At the top of the list is the harmonization of provincial sales tax with the federal goods and services tax – a change that has already been implemented by Quebec and most of the Atlantic provinces.
Under a harmonized system, only the value added by Ontario businesses would be taxed, thereby reducing business costs and providing a boost to investment and productivity. This change would reduce sales tax revenues, and the province would require offsetting assistance from the federal government over a significant transition period. In the medium term, new investment would help to generate more business activity, hence more government revenue.
Harmonized consumption taxes could also permit greater alignment in social policy, by way of consumption tax credits at the provincial level for low-income taxpayers, replacing select sales tax exemptions.
Second, Ontario’s plans to eliminate capital taxes on all firms by 2010 should be accelerated. Capital taxes penalize investment in capital equipment by raising the required rate of return on investment. Moreover, they are levied without regard to a firm’s profitability at the time of taxation, which places undue stress on firms already under financial pressure. Ottawa has already eliminated capital taxes, and Ontario announced this spring it was eliminating capital taxes on manufacturing and resource sectors retroactive to January, 2007.

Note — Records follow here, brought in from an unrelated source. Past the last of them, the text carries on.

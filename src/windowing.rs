//! Fixed-length sliding windows over a series.

use ndarray::{s, Array2, Array3, ArrayView2, Axis};
use std::ops::Range;

use crate::error::{ForecastError, Result};

/// Input windows paired with the observation that follows each of them
#[derive(Clone, Debug, PartialEq)]
pub struct WindowedDataset {
    /// (windows, window_len, features)
    pub inputs: Array3<f64>,
    /// (windows, target features)
    pub targets: Array2<f64>,
    /// Row of the source series holding the first target
    pub first_target_row: usize,
}

/// Slides a window of `window_len` rows over `data` with stride 1.
///
/// Window i covers rows `[i, i + window_len)` and its target is row
/// `i + window_len`, giving `rows - window_len` pairs. Fails when the
/// window is empty or does not leave at least one target row.
pub fn create_sequences(data: ArrayView2<f64>, window_len: usize) -> Result<WindowedDataset> {
    let (rows, features) = data.dim();
    if window_len == 0 {
        return Err(ForecastError::InsufficientData("window length must be positive".to_string()));
    }
    if rows <= window_len {
        return Err(ForecastError::InsufficientData(format!(
            "{} rows cannot form a window of {} plus a target",
            rows, window_len
        )));
    }

    let count = rows - window_len;
    let mut inputs = Array3::zeros((count, window_len, features));
    for (i, mut window) in inputs.axis_iter_mut(Axis(0)).enumerate() {
        window.assign(&data.slice(s![i..i + window_len, ..]));
    }
    let targets = data.slice(s![window_len.., ..]).to_owned();

    Ok(WindowedDataset {
        inputs,
        targets,
        first_target_row: window_len,
    })
}

impl WindowedDataset {
    pub fn len(&self) -> usize {
        self.inputs.len_of(Axis(0))
    }

    pub fn is_empty(&self) -> bool {
        self.len() == 0
    }

    pub fn window_len(&self) -> usize {
        self.inputs.len_of(Axis(1))
    }

    pub fn num_features(&self) -> usize {
        self.inputs.len_of(Axis(2))
    }

    /// Shifts the recorded target rows, for windows built over a slice of a larger series
    pub fn with_row_offset(mut self, offset: usize) -> Self {
        self.first_target_row += offset;
        self
    }

    /// Series rows of the targets, in window order
    pub fn target_rows(&self) -> Range<usize> {
        self.first_target_row..self.first_target_row + self.len()
    }

    /// A contiguous run of windows
    pub fn slice(&self, range: Range<usize>) -> WindowedDataset {
        WindowedDataset {
            inputs: self.inputs.slice(s![range.clone(), .., ..]).to_owned(),
            targets: self.targets.slice(s![range.clone(), ..]).to_owned(),
            first_target_row: self.first_target_row + range.start,
        }
    }

    /// Keeps every input feature but only one target feature
    pub fn target_column(&self, column: usize) -> Result<WindowedDataset> {
        if column >= self.targets.ncols() {
            return Err(ForecastError::ShapeMismatch {
                expected: format!("target column below {}", self.targets.ncols()),
                actual: format!("column {}", column),
            });
        }
        Ok(WindowedDataset {
            inputs: self.inputs.clone(),
            targets: self.targets.slice(s![.., column..column + 1]).to_owned(),
            first_target_row: self.first_target_row,
        })
    }

    /// Gathers arbitrary windows into a mini-batch
    pub fn select(&self, indices: &[usize]) -> (Array3<f64>, Array2<f64>) {
        (
            self.inputs.select(Axis(0), indices),
            self.targets.select(Axis(0), indices),
        )
    }
}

Third, there is a strong case for Ontario to lower its corporate income tax rates to make them more competitive internationally. The federal government has announced a five-year plan to accelerate the reduction in the general federal corporate income tax rate to 15 per cent. The first step was a reduction to 19.5 per cent in 2008, including elimination of the corporate surtax. The provincial and federal governments should also give Ontario’s small businesses some relief from tax-based barriers to growth, such as the large step increase (at net business income of only $400,000) in federal corporate income tax rates for small businesses.

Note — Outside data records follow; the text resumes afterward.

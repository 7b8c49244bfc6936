use ndarray::{s, Array2, Axis};
use rand::Rng;

use crate::optimizers::Optimizer;
use crate::utils::{glorot_uniform, sigmoid, tanh_derivative};

/// Holds gradients for all LSTM cell parameters during backpropagation
#[derive(Clone, Debug)]
pub struct LSTMCellGradients {
    pub w_ih: Array2<f64>,
    pub w_hh: Array2<f64>,
    pub b_ih: Array2<f64>,
    pub b_hh: Array2<f64>,
}

impl LSTMCellGradients {
    /// Accumulates another set of gradients into this one
    pub fn accumulate(&mut self, other: &LSTMCellGradients) {
        self.w_ih += &other.w_ih;
        self.w_hh += &other.w_hh;
        self.b_ih += &other.b_ih;
        self.b_hh += &other.b_hh;
    }

    pub fn matrices_mut(&mut self) -> [&mut Array2<f64>; 4] {
        [&mut self.w_ih, &mut self.w_hh, &mut self.b_ih, &mut self.b_hh]
    }
}

/// Caches intermediate values of one time step for the backward pass
#[derive(Clone, Debug)]
pub struct LSTMCellCache {
    pub input: Array2<f64>,
    pub hx: Array2<f64>,
    pub cx: Array2<f64>,
    pub input_gate: Array2<f64>,
    pub forget_gate: Array2<f64>,
    pub cell_gate: Array2<f64>,
    pub output_gate: Array2<f64>,
    pub tanh_cy: Array2<f64>,
}

/// LSTM cell with trainable parameters
///
/// Implements the standard LSTM equations over a mini-batch whose samples
/// are the columns of the input matrix:
/// - i_t = σ(W_xi * x_t + W_hi * h_t-1 + b_i)
/// - f_t = σ(W_xf * x_t + W_hf * h_t-1 + b_f)
/// - g_t = tanh(W_xg * x_t + W_hg * h_t-1 + b_g)
/// - o_t = σ(W_xo * x_t + W_ho * h_t-1 + b_o)
/// - c_t = f_t ⊙ c_t-1 + i_t ⊙ g_t
/// - h_t = o_t ⊙ tanh(c_t)
#[derive(Clone, Debug)]
pub struct LSTMCell {
    pub w_ih: Array2<f64>, // input-to-hidden weights (4*hidden_size, input_size)
    pub w_hh: Array2<f64>, // hidden-to-hidden weights (4*hidden_size, hidden_size)
    pub b_ih: Array2<f64>, // input-to-hidden bias (4*hidden_size, 1)
    pub b_hh: Array2<f64>, // hidden-to-hidden bias (4*hidden_size, 1)
    pub input_size: usize,
    pub hidden_size: usize,
}

impl LSTMCell {
    /// Creates a cell with Glorot-uniform weights and the forget-gate bias set to 1
    pub fn new<R: Rng + ?Sized>(input_size: usize, hidden_size: usize, rng: &mut R) -> Self {
        let w_ih = glorot_uniform(4 * hidden_size, input_size, rng);
        let w_hh = glorot_uniform(4 * hidden_size, hidden_size, rng);
        let mut b_ih = Array2::zeros((4 * hidden_size, 1));
        let b_hh = Array2::zeros((4 * hidden_size, 1));
        b_ih.slice_mut(s![hidden_size..2 * hidden_size, ..]).fill(1.0);

        LSTMCell {
            w_ih,
            w_hh,
            b_ih,
            b_hh,
            input_size,
            hidden_size,
        }
    }

    /// Builds a cell from existing parameters (used for deserialization)
    pub fn from_parameters(
        w_ih: Array2<f64>,
        w_hh: Array2<f64>,
        b_ih: Array2<f64>,
        b_hh: Array2<f64>,
    ) -> Self {
        let hidden_size = w_hh.ncols();
        let input_size = w_ih.ncols();
        LSTMCell {
            w_ih,
            w_hh,
            b_ih,
            b_hh,
            input_size,
            hidden_size,
        }
    }

    pub fn forward(&self, input: &Array2<f64>, hx: &Array2<f64>, cx: &Array2<f64>) -> (Array2<f64>, Array2<f64>) {
        let (hy, cy, _) = self.forward_with_cache(input, hx, cx);
        (hy, cy)
    }

    /// Forward pass over a (input_size, batch) input, returning (h_t, c_t, cache)
    pub fn forward_with_cache(
        &self,
        input: &Array2<f64>,
        hx: &Array2<f64>,
        cx: &Array2<f64>,
    ) -> (Array2<f64>, Array2<f64>, LSTMCellCache) {
        let h = self.hidden_size;

        // All gates in one product: [input_gate, forget_gate, cell_gate, output_gate]
        let gates = &self.w_ih.dot(input) + &self.b_ih + &self.w_hh.dot(hx) + &self.b_hh;

        let input_gate = gates.slice(s![0..h, ..]).mapv(sigmoid);
        let forget_gate = gates.slice(s![h..2 * h, ..]).mapv(sigmoid);
        let cell_gate = gates.slice(s![2 * h..3 * h, ..]).mapv(f64::tanh);
        let output_gate = gates.slice(s![3 * h..4 * h, ..]).mapv(sigmoid);

        let cy = &forget_gate * cx + &input_gate * &cell_gate;
        let tanh_cy = cy.mapv(f64::tanh);
        let hy = &output_gate * &tanh_cy;

        let cache = LSTMCellCache {
            input: input.clone(),
            hx: hx.clone(),
            cx: cx.clone(),
            input_gate,
            forget_gate,
            cell_gate,
            output_gate,
            tanh_cy,
        };

        (hy, cy, cache)
    }

    /// Backward pass for one time step.
    ///
    /// `dhy` is the total gradient reaching h_t (from the layer above and from
    /// step t+1), `dcy` the gradient reaching c_t from step t+1.
    /// Returns (parameter_gradients, input_gradient, hidden_gradient, cell_gradient).
    pub fn backward(
        &self,
        dhy: &Array2<f64>,
        dcy: &Array2<f64>,
        cache: &LSTMCellCache,
    ) -> (LSTMCellGradients, Array2<f64>, Array2<f64>, Array2<f64>) {
        let h = self.hidden_size;
        let batch = dhy.ncols();

        // ∂L/∂o_t = ∂L/∂h_t ⊙ tanh(c_t)
        let do_raw = dhy * &cache.tanh_cy * &cache.output_gate.mapv(|o| o * (1.0 - o));

        // c_t receives gradient from step t+1 and through h_t = o_t ⊙ tanh(c_t)
        let dc_total = dcy + &(dhy * &cache.output_gate * &cache.tanh_cy.mapv(tanh_derivative));

        let df_raw = &dc_total * &cache.cx * &cache.forget_gate.mapv(|f| f * (1.0 - f));
        let di_raw = &dc_total * &cache.cell_gate * &cache.input_gate.mapv(|i| i * (1.0 - i));
        let dg_raw = &dc_total * &cache.input_gate * &cache.cell_gate.mapv(tanh_derivative);

        // Same gate order as the forward pass
        let mut dgates = Array2::zeros((4 * h, batch));
        dgates.slice_mut(s![0..h, ..]).assign(&di_raw);
        dgates.slice_mut(s![h..2 * h, ..]).assign(&df_raw);
        dgates.slice_mut(s![2 * h..3 * h, ..]).assign(&dg_raw);
        dgates.slice_mut(s![3 * h..4 * h, ..]).assign(&do_raw);

        let db = dgates.sum_axis(Axis(1)).insert_axis(Axis(1));
        let gradients = LSTMCellGradients {
            w_ih: dgates.dot(&cache.input.t()),
            w_hh: dgates.dot(&cache.hx.t()),
            b_ih: db.clone(),
            b_hh: db,
        };

        let dx = self.w_ih.t().dot(&dgates);
        let dhx = self.w_hh.t().dot(&dgates);
        let dcx = &dc_total * &cache.forget_gate;

        (gradients, dx, dhx, dcx)
    }

    /// Initialize zero gradients for accumulation
    pub fn zero_gradients(&self) -> LSTMCellGradients {
        LSTMCellGradients {
            w_ih: Array2::zeros(self.w_ih.raw_dim()),
            w_hh: Array2::zeros(self.w_hh.raw_dim()),
            b_ih: Array2::zeros(self.b_ih.raw_dim()),
            b_hh: Array2::zeros(self.b_hh.raw_dim()),
        }
    }

    /// Apply gradients using the provided optimizer
    pub fn update_parameters<O: Optimizer + ?Sized>(&mut self, gradients: &LSTMCellGradients, optimizer: &mut O, prefix: &str) {
        optimizer.update(&format!("{}_w_ih", prefix), &mut self.w_ih, &gradients.w_ih);
        optimizer.update(&format!("{}_w_hh", prefix), &mut self.w_hh, &gradients.w_hh);
        optimizer.update(&format!("{}_b_ih", prefix), &mut self.b_ih, &gradients.b_ih);
        optimizer.update(&format!("{}_b_hh", prefix), &mut self.b_hh, &gradients.b_hh);
    }

    pub fn num_parameters(&self) -> usize {
        self.w_ih.len() + self.w_hh.len() + self.b_ih.len() + self.b_hh.len()
    }
}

Finally, a new green tax that puts a price on carbon dioxide emissions could generate billions of dollars every year. This new revenue would fund our recommended tax cuts while supporting needed public investments in areas such as transportation infrastructure and human capital development. At the same time, introducing an environmental investment tax credit would encourage business to adopt new, greener technologies.
We do not advise further exceptional tax relief through temporary accelerated capital cost allowances, such as those already put in place by the Ontario and federal governments. Certainly, investment in new machinery and equipment is critical if Ontario businesses are to adjust to the strong dollar and U.S. slowdown. However, the Conference Board’s analysis suggests that ongoing new machinery and equipment investment problems are heavily concentrated in the auto sector, which is going through a wrenching time of restructuring.

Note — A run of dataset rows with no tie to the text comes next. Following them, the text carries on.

//! CSV ingestion of date-indexed series.

use chrono::{DateTime, NaiveDate, NaiveDateTime};
use csv::{ReaderBuilder, Trim, Writer};
use ndarray::{s, Array2, ArrayView1, ArrayView2};
use serde::Serialize;
use std::ops::Range;
use std::path::Path;

use crate::config::{DataConfig, MissingValuePolicy};
use crate::error::{ForecastError, Result};

const DATETIME_FORMATS: &[&str] = &["%Y-%m-%d %H:%M:%S", "%Y-%m-%dT%H:%M:%S", "%Y-%m-%d %H:%M"];
const DATE_FORMATS: &[&str] = &["%Y-%m-%d", "%m/%d/%Y", "%Y/%m/%d"];
const MISSING_MARKERS: &[&str] = &["", "nan", "na", "n/a", "null", "none"];

/// Ordered observations indexed by timestamp
#[derive(Clone, Debug, PartialEq)]
pub struct TimeSeries {
    timestamps: Vec<NaiveDateTime>,
    values: Array2<f64>,
    columns: Vec<String>,
}

impl TimeSeries {
    /// Builds a series from already-parsed parts.
    ///
    /// Rows must be strictly increasing in time and every value finite.
    pub fn from_parts(timestamps: Vec<NaiveDateTime>, values: Array2<f64>, columns: Vec<String>) -> Result<Self> {
        if values.nrows() != timestamps.len() || values.ncols() != columns.len() {
            return Err(ForecastError::ShapeMismatch {
                expected: format!("({}, {})", timestamps.len(), columns.len()),
                actual: format!("{:?}", values.shape()),
            });
        }
        if let Some(pair) = timestamps.windows(2).find(|pair| pair[0] >= pair[1]) {
            if pair[0] == pair[1] {
                return Err(ForecastError::DuplicateTimestamp(pair[1].to_string()));
            }
            return Err(ForecastError::UnorderedTimestamps {
                earlier: pair[1].to_string(),
                later: pair[0].to_string(),
            });
        }
        if let Some(((row, col), _)) = values.indexed_iter().find(|(_, v)| !v.is_finite()) {
            return Err(ForecastError::MissingValue {
                row,
                column: columns[col].clone(),
            });
        }

        Ok(TimeSeries {
            timestamps,
            values,
            columns,
        })
    }

    /// Loads the configured columns of a CSV file.
    ///
    /// Rows are sorted chronologically, duplicate timestamps rejected and
    /// missing cells handled according to `config.missing`.
    pub fn from_csv<P: AsRef<Path>>(path: P, config: &DataConfig) -> Result<Self> {
        let mut reader = ReaderBuilder::new().trim(Trim::All).from_path(path.as_ref())?;
        let headers = reader.headers()?.clone();

        let find = |name: &str| {
            headers
                .iter()
                .position(|h| h == name)
                .ok_or_else(|| ForecastError::MissingColumn(name.to_string()))
        };
        let date_index = find(&config.date_column)?;
        let columns: Vec<String> = match &config.columns {
            Some(columns) => columns.clone(),
            None => headers
                .iter()
                .enumerate()
                .filter(|(i, _)| *i != date_index)
                .map(|(_, h)| h.to_string())
                .collect(),
        };
        if columns.is_empty() {
            return Err(ForecastError::InsufficientData("no value columns besides the date".to_string()));
        }
        let indices = columns.iter().map(|c| find(c)).collect::<Result<Vec<_>>>()?;

        let mut rows: Vec<(NaiveDateTime, u64, Vec<f64>)> = Vec::new();
        for record in reader.records() {
            let record = record?;
            let line = record.position().map_or(0, |p| p.line());
            let cell = |index: usize| record.get(index).unwrap_or("");

            let raw_date = cell(date_index);
            let timestamp = parse_timestamp(raw_date).ok_or_else(|| ForecastError::Parse {
                row: line as usize,
                column: config.date_column.clone(),
                value: raw_date.to_string(),
            })?;

            let values = indices
                .iter()
                .zip(&columns)
                .map(|(&index, name)| {
                    parse_value(cell(index)).ok_or_else(|| ForecastError::Parse {
                        row: line as usize,
                        column: name.clone(),
                        value: cell(index).to_string(),
                    })
                })
                .collect::<Result<Vec<f64>>>()?;

            rows.push((timestamp, line, values));
        }

        if rows.is_empty() {
            return Err(ForecastError::InsufficientData("CSV file has no data rows".to_string()));
        }

        rows.sort_by_key(|(timestamp, _, _)| *timestamp);
        if let Some(pair) = rows.windows(2).find(|pair| pair[0].0 == pair[1].0) {
            return Err(ForecastError::DuplicateTimestamp(pair[1].0.to_string()));
        }

        let mut values = Array2::zeros((rows.len(), columns.len()));
        for (i, (_, _, row)) in rows.iter().enumerate() {
            values.row_mut(i).assign(&ArrayView1::from(row.as_slice()));
        }
        let lines: Vec<u64> = rows.iter().map(|(_, line, _)| *line).collect();
        fill_missing(&mut values, &columns, &lines, config.missing)?;

        let timestamps = rows.into_iter().map(|(timestamp, _, _)| timestamp).collect();
        tracing::debug!(rows = values.nrows(), columns = ?columns, "loaded series");

        Ok(TimeSeries {
            timestamps,
            values,
            columns,
        })
    }

    pub fn len(&self) -> usize {
        self.timestamps.len()
    }

    pub fn is_empty(&self) -> bool {
        self.timestamps.is_empty()
    }

    pub fn num_features(&self) -> usize {
        self.columns.len()
    }

    pub fn columns(&self) -> &[String] {
        &self.columns
    }

    pub fn timestamps(&self) -> &[NaiveDateTime] {
        &self.timestamps
    }

    /// Observations shaped (rows, features)
    pub fn values(&self) -> ArrayView2<'_, f64> {
        self.values.view()
    }

    pub fn column_index(&self, name: &str) -> Result<usize> {
        self.columns
            .iter()
            .position(|c| c == name)
            .ok_or_else(|| ForecastError::MissingColumn(name.to_string()))
    }

    /// A contiguous run of rows as a new series
    pub fn slice_rows(&self, range: Range<usize>) -> Result<TimeSeries> {
        if range.start > range.end || range.end > self.len() {
            return Err(ForecastError::InsufficientData(format!(
                "rows {}..{} are outside a series of {} rows",
                range.start,
                range.end,
                self.len()
            )));
        }
        Ok(TimeSeries {
            timestamps: self.timestamps[range.clone()].to_vec(),
            values: self.values.slice(s![range, ..]).to_owned(),
            columns: self.columns.clone(),
        })
    }
}

/// Parses the date formats commonly found in exported price and index data
pub fn parse_timestamp(raw: &str) -> Option<NaiveDateTime> {
    if let Ok(datetime) = DateTime::parse_from_rfc3339(raw) {
        return Some(datetime.naive_utc());
    }
    DATETIME_FORMATS
        .iter()
        .find_map(|format| NaiveDateTime::parse_from_str(raw, format).ok())
        .or_else(|| {
            DATE_FORMATS
                .iter()
                .find_map(|format| NaiveDate::parse_from_str(raw, format).ok())
                .and_then(|date| date.and_hms_opt(0, 0, 0))
        })
}

/// `Some(NaN)` for a missing marker, `Some(v)` for a finite number, `None` otherwise
fn parse_value(raw: &str) -> Option<f64> {
    if MISSING_MARKERS.iter().any(|marker| raw.eq_ignore_ascii_case(marker)) {
        return Some(f64::NAN);
    }
    match raw.parse::<f64>() {
        Ok(value) if value.is_finite() || value.is_nan() => Some(value),
        _ => None,
    }
}

fn fill_missing(values: &mut Array2<f64>, columns: &[String], lines: &[u64], policy: MissingValuePolicy) -> Result<()> {
    for (col, name) in columns.iter().enumerate() {
        let mut previous: Option<f64> = None;
        for row in 0..values.nrows() {
            let value = values[[row, col]];
            if !value.is_nan() {
                previous = Some(value);
                continue;
            }
            values[[row, col]] = match (policy, previous) {
                (MissingValuePolicy::Zero, _) => 0.0,
                (MissingValuePolicy::Forward, Some(last)) => last,
                _ => {
                    return Err(ForecastError::MissingValue {
                        row: lines[row] as usize,
                        column: name.clone(),
                    })
                }
            };
        }
    }
    Ok(())
}

#[derive(Serialize)]
struct PredictionRecord {
    date: String,
    actual: f64,
    predicted: f64,
}

/// Writes `date,actual,predicted` rows
pub fn write_predictions_csv<P: AsRef<Path>>(
    path: P,
    timestamps: &[NaiveDateTime],
    actual: ArrayView1<f64>,
    predicted: ArrayView1<f64>,
) -> Result<()> {
    if timestamps.len() != actual.len() || actual.len() != predicted.len() {
        return Err(ForecastError::ShapeMismatch {
            expected: format!("{} rows", timestamps.len()),
            actual: format!("{} actual and {} predicted values", actual.len(), predicted.len()),
        });
    }

    let mut writer = Writer::from_path(path)?;
    for ((timestamp, &actual), &predicted) in timestamps.iter().zip(actual).zip(predicted) {
        writer.serialize(PredictionRecord {
            date: timestamp.to_string(),
            actual,
            predicted,
        })?;
    }
    writer.flush()?;
    Ok(())
}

Yet, other sectors are showing welcome resiliency. A strong dollar means that new technology can be imported at highly competitive prices. In our view, the accelerated capital cost allowances should be allowed to lapse at the end of the planned period. Any exceptional federal and Ontario government assistance should be targeted to the particular circumstances of the sector facing difficulty, and not applied as a broad-strokes solution.
Glen Hodgson is senior vice-president and chief economist, the Conference Board of Canada
The Conference Board’s briefings on tax reform are available at http://www.e-library.ca.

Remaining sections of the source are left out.